“O papel dos avaliadores deve ser valorizado”

JóiaPro · Em que consiste exactamente o seu papel enquanto avaliadora oficial da Casa da Moeda?

Marília Ferreira · Assegurar um serviço permanente de consultoria e de avaliação de bens nas áreas da ourivesaria e joalharia, na comarca de Gondomar. Antes de passar à avaliação propriamente dita, é preciso saber se se trata de uma avaliação para efeitos de partilha, de seguro ou de venda.

JP · E como se desenvolve todo o processo de avaliação?

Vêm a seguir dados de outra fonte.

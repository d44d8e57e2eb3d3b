// SPDX-License-Identifier: MPL-2.0

//! The error type shared across this crate.
//!
//! Mirrors the `Errno`/`Error` pair used elsewhere in this codebase rather
//! than reaching for an error-derive crate: construction is cheap, matching
//! is cheap, and a `Resource` error can still carry the raw OS errno that
//! produced it.

use std::fmt;

/// The coarse classification of a failure raised by this crate.
#[derive(Debug, Clone, Copy, PartialEq, Eq)]
pub enum Errno {
    /// A caller-supplied argument violates a documented precondition.
    InvalidArgument,
    /// No region (or no callback target) matches the request.
    NotFound,
    /// The request is well-formed but this controller does not support it.
    Unsupported,
    /// A host resource (fd, mapping, allocation) could not be obtained.
    Resource,
}

impl fmt::Display for Errno {
    fn fmt(&self, f: &mut fmt::Formatter<'_>) -> fmt::Result {
        let s = match self {
            Errno::InvalidArgument => "invalid argument",
            Errno::NotFound => "not found",
            Errno::Unsupported => "unsupported",
            Errno::Resource => "resource error",
        };
        f.write_str(s)
    }
}

/// An error raised by this crate.
///
/// Carries an [`Errno`] classification, an optional static message for
/// diagnostics, and, for [`Errno::Resource`] failures, the raw OS errno
/// that produced it (so callers that need to inspect `ENOSPC` vs `EACCES`
/// still can).
#[derive(Debug, Clone, Copy, PartialEq, Eq)]
pub struct Error {
    errno: Errno,
    msg: Option<&'static str>,
    os_errno: Option<i32>,
}

impl Error {
    /// Creates a new error with no message and no OS errno.
    pub const fn new(errno: Errno) -> Self {
        Self {
            errno,
            msg: None,
            os_errno: None,
        }
    }

    /// Creates a new error with an attached static message.
    pub const fn with_message(errno: Errno, msg: &'static str) -> Self {
        Self {
            errno,
            msg: Some(msg),
            os_errno: None,
        }
    }

    /// Creates a [`Errno::Resource`] error preserving the raw OS errno.
    pub const fn from_os_errno(os_errno: i32, msg: &'static str) -> Self {
        Self {
            errno: Errno::Resource,
            msg: Some(msg),
            os_errno: Some(os_errno),
        }
    }

    /// The error classification.
    pub const fn errno(&self) -> Errno {
        self.errno
    }

    /// The attached static message, if any.
    pub const fn message(&self) -> Option<&'static str> {
        self.msg
    }

    /// The raw OS errno that produced this error, if any.
    pub const fn os_errno(&self) -> Option<i32> {
        self.os_errno
    }
}

impl fmt::Display for Error {
    fn fmt(&self, f: &mut fmt::Formatter<'_>) -> fmt::Result {
        match (self.msg, self.os_errno) {
            (Some(msg), Some(os_errno)) => write!(f, "{}: {} (os error {})", self.errno, msg, os_errno),
            (Some(msg), None) => write!(f, "{}: {}", self.errno, msg),
            (None, Some(os_errno)) => write!(f, "{} (os error {})", self.errno, os_errno),
            (None, None) => write!(f, "{}", self.errno),
        }
    }
}

impl std::error::Error for Error {}

impl From<nix::Error> for Error {
    fn from(e: nix::Error) -> Self {
        Error {
            errno: Errno::Resource,
            msg: Some("host syscall failed"),
            os_errno: Some(e as i32),
        }
    }
}

/// Shorthand for `Result<T, Error>`.
pub type Result<T> = std::result::Result<T, Error>;

/// Builds and returns an [`Error`] with [`Errno::InvalidArgument`] and the
/// given message.
macro_rules! invalid_arg {
    ($msg:expr) => {
        return Err($crate::error::Error::with_message(
            $crate::error::Errno::InvalidArgument,
            $msg,
        ))
    };
}

pub(crate) use invalid_arg;

#[cfg(test)]
mod tests {
    use super::*;

    #[test]
    fn display_variants() {
        let e = Error::new(Errno::NotFound);
        assert_eq!(e.to_string(), "not found");

        let e = Error::with_message(Errno::Unsupported, "whole-region only");
        assert_eq!(e.to_string(), "unsupported: whole-region only");

        let e = Error::from_os_errno(12, "mmap failed");
        assert_eq!(e.os_errno(), Some(12));
        assert_eq!(e.errno(), Errno::Resource);
    }
}
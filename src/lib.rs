// SPDX-License-Identifier: MPL-2.0

//! DMA-region registry, scatter/gather translation and dirty-page logging
//! for a userspace device-emulation server.
//!
//! A device emulated in a separate process shares guest memory with this
//! process as file descriptors plus IOVA windows; [`Controller`] is the
//! single object that tracks those regions, splits arbitrary IOVA ranges
//! into scatter/gather lists against them, and tracks which guest pages
//! the device has dirtied for live migration.

pub mod bitmap;
pub mod context;
pub mod dirty;
pub mod error;
pub mod region;
pub mod registry;
pub mod translator;

mod controller;

pub use context::{Context, LogContext};
pub use controller::Controller;
pub use error::{Errno, Error, Result};
pub use region::{IovaWindow, Pasid, Prot, INVALID_PASID};
pub use registry::{RegionInfo, UnregisterCallback};
pub use translator::SgEntry;
// SPDX-License-Identifier: MPL-2.0

//! A single DMA region: an IOVA window, optionally backed by a host mapping
//! of a client-supplied file descriptor.

use std::num::NonZeroUsize;
use std::os::fd::{AsRawFd, BorrowedFd, OwnedFd, RawFd};
use std::ptr::NonNull;
use std::sync::atomic::AtomicU8;

use bitflags::bitflags;
use nix::sys::mman::{madvise, mmap, munmap, MapFlags, MmapAdvise, ProtFlags};
use nix::sys::stat::fstat;
use nix::unistd::{sysconf, SysconfVar};

use crate::bitmap;
use crate::error::{Errno, Error, Result};

bitflags! {
    /// Requested or granted access permissions on a region.
    #[derive(Default)]
    pub struct Prot: u8 {
        const READ = 0b01;
        const WRITE = 0b10;
    }
}

/// A 32-bit process address space tag.
pub type Pasid = u32;

/// The PASID used for requests that are not tagged to a specific address
/// space.
pub const INVALID_PASID: Pasid = u32::MAX;

/// A half-open `[base, base + len)` IOVA window.
#[derive(Debug, Clone, Copy, PartialEq, Eq)]
pub struct IovaWindow {
    pub base: u64,
    pub len: u64,
}

impl IovaWindow {
    pub fn new(base: u64, len: u64) -> Self {
        Self { base, len }
    }

    pub fn end(&self) -> u64 {
        self.base + self.len
    }

    pub fn contains(&self, addr: u64) -> bool {
        addr >= self.base && addr < self.end()
    }

    /// True if `self` and `other` overlap at all.
    pub fn overlaps(&self, other: &IovaWindow) -> bool {
        self.contains(other.base) || other.contains(self.base)
    }
}

/// The host mapping obtained for a mapped region: a page-aligned range of
/// the server's own address space.
struct Mapping {
    base: NonNull<std::ffi::c_void>,
    len: usize,
}

// The mapping is only ever read through raw pointer arithmetic exposed to
// callers as plain addresses; no aliasing guarantee beyond "the region
// outlives the SG entries derived from it" is made or needed here.
unsafe impl Send for Mapping {}
// `base` is a plain address, set once at construction and never mutated
// through `&self`; concurrent readers computing offsets from it need no
// synchronization beyond what they do with the resulting host pointer.
unsafe impl Sync for Mapping {}

impl Drop for Mapping {
    fn drop(&mut self) {
        // SAFETY: `base`/`len` were returned by a prior successful mmap of
        // exactly this length and are not in use by anyone else: the owning
        // `Region` is being dropped.
        if let Err(e) = unsafe { munmap(self.base, self.len) } {
            log::error!("munmap failed during region teardown: {e}");
        }
    }
}

/// One entry in a [`crate::registry::RegionRegistry`].
pub struct Region {
    pub iova: IovaWindow,
    pub pasid: Pasid,
    pub prot: Prot,
    pub page_size: u64,
    offset: u64,
    fd: Option<OwnedFd>,
    mapping: Option<Mapping>,
    vaddr: Option<NonNull<std::ffi::c_void>>,
    pub dirty_bitmap: Option<Box<[AtomicU8]>>,
}

// Same rationale as `Mapping`: the raw `vaddr` pointer is handed out as a
// plain address for the caller to dereference under its own synchronization.
unsafe impl Send for Region {}
// The only field `Region` mutates through `&self` is `dirty_bitmap`, and
// that mutation goes entirely through `AtomicU8` operations; `vaddr` and
// `mapping`'s pointer are set once and never change afterwards. Sharing a
// `&Region` across threads (translate/mark-dirty readers) is therefore sound.
unsafe impl Sync for Region {}

impl Region {
    /// Builds a placeholder (unmapped) region: no fd, no mapping, no dirty
    /// bitmap.
    pub fn placeholder(iova: IovaWindow, pasid: Pasid, prot: Prot) -> Self {
        Self {
            iova,
            pasid,
            prot,
            page_size: 0,
            offset: 0,
            fd: None,
            mapping: None,
            vaddr: None,
            dirty_bitmap: None,
        }
    }

    /// Maps `fd` at `offset` and builds a mapped region covering `iova`.
    ///
    /// `page_size` is `max(fd's preferred block size, host page size)`, per
    /// the mapping contract; the mmap offset is aligned down to it and the
    /// length aligned up.
    pub fn mapped(
        iova: IovaWindow,
        pasid: Pasid,
        prot: Prot,
        fd: OwnedFd,
        offset: u64,
    ) -> Result<Self> {
        let page_size = discover_page_size(&fd)?;

        let aligned_offset = align_down(offset, page_size);
        let unaligned_remainder = offset - aligned_offset;
        let mmap_len = align_up(iova.len, page_size);

        let prot_flags = to_mman_prot(prot);
        let len = NonZeroUsize::new(mmap_len as usize).ok_or_else(|| {
            Error::with_message(Errno::InvalidArgument, "region length must be nonzero")
        })?;

        // SAFETY: `fd` is a valid, owned file descriptor for the lifetime of
        // this call; the resulting mapping is tracked by `Mapping` and
        // unmapped exactly once, on drop.
        let base = unsafe {
            mmap(
                None,
                len,
                prot_flags,
                MapFlags::MAP_SHARED,
                &fd,
                aligned_offset as i64,
            )
        }
        .map_err(Error::from)?;

        // SAFETY: `base`/`len` describe the mapping just created above.
        if let Err(e) = unsafe { madvise(base, len.get(), MmapAdvise::MADV_DONTDUMP) } {
            log::debug!("madvise(MADV_DONTDUMP) failed, continuing without it: {e}");
        }

        // SAFETY: `unaligned_remainder < page_size <= mmap_len`, so this
        // stays within the mapping just established.
        let vaddr = unsafe { NonNull::new_unchecked(base.as_ptr().add(unaligned_remainder as usize)) };

        Ok(Self {
            iova,
            pasid,
            prot,
            page_size,
            offset,
            fd: Some(fd),
            mapping: Some(Mapping {
                base,
                len: mmap_len as usize,
            }),
            vaddr: Some(vaddr),
            dirty_bitmap: None,
        })
    }

    /// True iff this region has a live host mapping.
    pub fn is_mapped(&self) -> bool {
        self.mapping.is_some()
    }

    /// The host address corresponding to `self.iova.base`, if mapped.
    pub fn vaddr(&self) -> Option<NonNull<std::ffi::c_void>> {
        self.vaddr
    }

    /// The host address corresponding to an IOVA known to lie within this
    /// region, if mapped.
    pub fn host_addr_for(&self, iova_addr: u64) -> Option<NonNull<std::ffi::c_void>> {
        let base = self.vaddr?;
        let delta = iova_addr.checked_sub(self.iova.base)?;
        // SAFETY: `delta < self.iova.len`, which fits within the mapping.
        Some(unsafe { NonNull::new_unchecked(base.as_ptr().add(delta as usize)) })
    }

    /// The raw descriptor backing this region, for file-identity checks.
    pub fn fd(&self) -> Option<RawFd> {
        self.fd.as_ref().map(|fd| fd.as_raw_fd())
    }

    pub fn offset(&self) -> u64 {
        self.offset
    }

    /// Allocates this region's dirty bitmap for the given logging page
    /// size. No-op (returns `Ok`) if the region is unmapped; the caller is
    /// responsible for only calling this on mapped regions that should be
    /// logged.
    pub fn enable_dirty_logging(&mut self, logging_pgsize: u64) -> Result<()> {
        if !self.is_mapped() {
            return Ok(());
        }
        let size = bitmap::bitmap_size(self.iova.len, logging_pgsize)?;
        let bitmap = (0..size).map(|_| AtomicU8::new(0)).collect::<Vec<_>>();
        self.dirty_bitmap = Some(bitmap.into_boxed_slice());
        Ok(())
    }

    pub fn disable_dirty_logging(&mut self) {
        self.dirty_bitmap = None;
    }
}

/// Returns `true` if `a` and `b` refer to the same underlying file, per the
/// device+inode equality used by `add_region`'s identity-collapse check. A
/// matching raw fd number short-circuits to `true`; any `fstat` failure is
/// treated as "not the same file".
pub fn fds_are_same_file(a: RawFd, b: RawFd) -> bool {
    if a == b {
        return true;
    }
    // SAFETY: both descriptors are held open by the caller (existing or
    // about-to-be-registered regions) for the duration of this check.
    let (sa, sb) = unsafe {
        let a = BorrowedFd::borrow_raw(a);
        let b = BorrowedFd::borrow_raw(b);
        match (fstat(a), fstat(b)) {
            (Ok(sa), Ok(sb)) => (sa, sb),
            _ => return false,
        }
    };
    sa.st_dev == sb.st_dev && sa.st_ino == sb.st_ino
}

fn discover_page_size(fd: &OwnedFd) -> Result<u64> {
    let st = fstat(fd).map_err(Error::from)?;
    let block_size = st.st_blksize.max(0) as u64;
    let host_page_size = sysconf(SysconfVar::PAGE_SIZE)
        .map_err(Error::from)?
        .unwrap_or(4096) as u64;
    Ok(block_size.max(host_page_size).max(1).next_power_of_two())
}

fn align_down(v: u64, align: u64) -> u64 {
    v & !(align - 1)
}

fn align_up(v: u64, align: u64) -> u64 {
    (v + align - 1) & !(align - 1)
}

fn to_mman_prot(prot: Prot) -> ProtFlags {
    let mut flags = ProtFlags::empty();
    if prot.contains(Prot::READ) {
        flags |= ProtFlags::PROT_READ;
    }
    if prot.contains(Prot::WRITE) {
        flags |= ProtFlags::PROT_WRITE;
    }
    flags
}

#[cfg(test)]
mod tests {
    use super::*;

    #[test]
    fn window_overlap() {
        let a = IovaWindow::new(0x1000, 0x1000);
        let b = IovaWindow::new(0x1800, 0x1000);
        let c = IovaWindow::new(0x3000, 0x1000);
        assert!(a.overlaps(&b));
        assert!(b.overlaps(&a));
        assert!(!a.overlaps(&c));
    }

    #[test]
    fn window_contains_is_half_open() {
        let w = IovaWindow::new(0x1000, 0x1000);
        assert!(w.contains(0x1000));
        assert!(w.contains(0x1fff));
        assert!(!w.contains(0x2000));
    }

    #[test]
    fn alignment_math() {
        assert_eq!(align_down(0x1234, 0x1000), 0x1000);
        assert_eq!(align_up(0x1234, 0x1000), 0x2000);
        assert_eq!(align_down(0x1000, 0x1000), 0x1000);
        assert_eq!(align_up(0x1000, 0x1000), 0x1000);
    }

    #[test]
    fn placeholder_has_no_mapping() {
        let r = Region::placeholder(IovaWindow::new(0, 0x1000), INVALID_PASID, Prot::READ);
        assert!(!r.is_mapped());
        assert!(r.vaddr().is_none());
        assert!(r.fd().is_none());
    }
}
use super::InstanceUids;
use crate::config::{ImageRendering, SourceConfig};
use url::form_urlencoded;

const WADO_RS_SCHEME: &str = "wadors:";
const WADO_URI_SCHEME: &str = "wadouri:";

/// Builds the image id a viewer uses to load one frame of an instance from `source`.
///
/// WADO-RS ids address a frame resource directly; frames default to the first one.
/// WADO-URI ids use the legacy `requestType=WADO` query and only carry a frame number
/// when one is given. Without a WADO-URI root the retrieval root is used.
pub fn image_id(source: &SourceConfig, instance: &InstanceUids, frame: Option<u32>) -> String {
	match source.image_rendering {
		ImageRendering::WadoRs => format!(
			"{WADO_RS_SCHEME}{}/studies/{}/series/{}/instances/{}/frames/{}",
			source.retrieval_root(),
			instance.study_instance_uid,
			instance.series_instance_uid,
			instance.sop_instance_uid,
			frame.unwrap_or(1)
		),
		ImageRendering::WadoUri => {
			let mut query = form_urlencoded::Serializer::new(String::new());
			query
				.append_pair("requestType", "WADO")
				.append_pair("studyUID", &instance.study_instance_uid)
				.append_pair("seriesUID", &instance.series_instance_uid)
				.append_pair("objectUID", &instance.sop_instance_uid)
				.append_pair("contentType", "application/dicom");
			if let Some(frame) = frame {
				query.append_pair("frame", &frame.to_string());
			}
			let root = match source.retrieval_uri_root() {
				"" => source.retrieval_root(),
				root => root,
			};
			format!("{WADO_URI_SCHEME}{root}?{}", query.finish())
		}
	}
}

MF · A partir do momento que nos chega uma peça, o primeiro passo é averiguar a marca. Depois, analisamos a quantidade e a qualidade das pedras existentes na jóia e, de seguida, fazemos uma avaliação global da peça, incluindo todos os factores externos, como antiguidade, estado “físico”, entre outros.

JP · Quais considera serem os principais problemas desta actividade?

MF · A multiplicidade de casas de compra e venda de ouro que existem no mercado. A maior parte dos profissionais destes espaços não possui conhecimentos históricos sobre as peças, vive para fins lucrativos, não oferecendo aos clientes o valor justo da peça. É urgente sensibilizar as pessoas para a necessidade de procurarem um avaliador ou uma outra segunda opinião mais válida. O papel dos avaliadores em Portugal deve ser valorizado, pois somos nós que possuímos as ferramentas gemológicas e os conhecimentos essenciais à correcta e justa avaliação de uma jóia.